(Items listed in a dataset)
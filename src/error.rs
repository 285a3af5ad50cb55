// Error types shared by the connection table and process lookup backends

use thiserror::Error;

pub type Result<T> = std::result::Result<T, Error>;

#[derive(Debug, Error)]
pub enum Error {
    /// The OS connection-table query failed after the sized call.
    /// Not retried internally; the next poll may succeed.
    #[error("TCP connection table unavailable (status {status})")]
    TableUnavailable { status: u32 },

    /// The table buffer is shorter than its declared entry count requires
    #[error("malformed TCP table: {required} bytes required, {actual} available")]
    MalformedTable { required: usize, actual: usize },

    /// The pid no longer identifies a running process
    #[error("process {0} not found")]
    ProcessNotFound(u32),

    /// The process exists but we lack the privileges to inspect it
    #[error("access denied looking up process {0}")]
    ProcessLookupDenied(u32),

    #[error("failed to look up process {pid}: {reason}")]
    ProcessLookup { pid: u32, reason: String },

    #[error("no connection table backend available: {0}")]
    NoBackend(String),

    #[cfg(target_os = "linux")]
    #[error("procfs error: {0}")]
    Procfs(#[from] procfs::ProcError),
}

(ACTIVITY) Please print exactly what appears from the first line of the data through the line with "the sized call.", including both of those lines and nothing past them.

(SOLVED EXERCISE)
filename src/error.rs
repository 285a3af5ad50cb55
// Error types shared by the connection table and process lookup backends

use thiserror::Error;

pub type Result<T> = std::result::Result<T, Error>;

#[derive(Debug, Error)]
pub enum Error {
    /// The OS connection-table query failed after the sized call.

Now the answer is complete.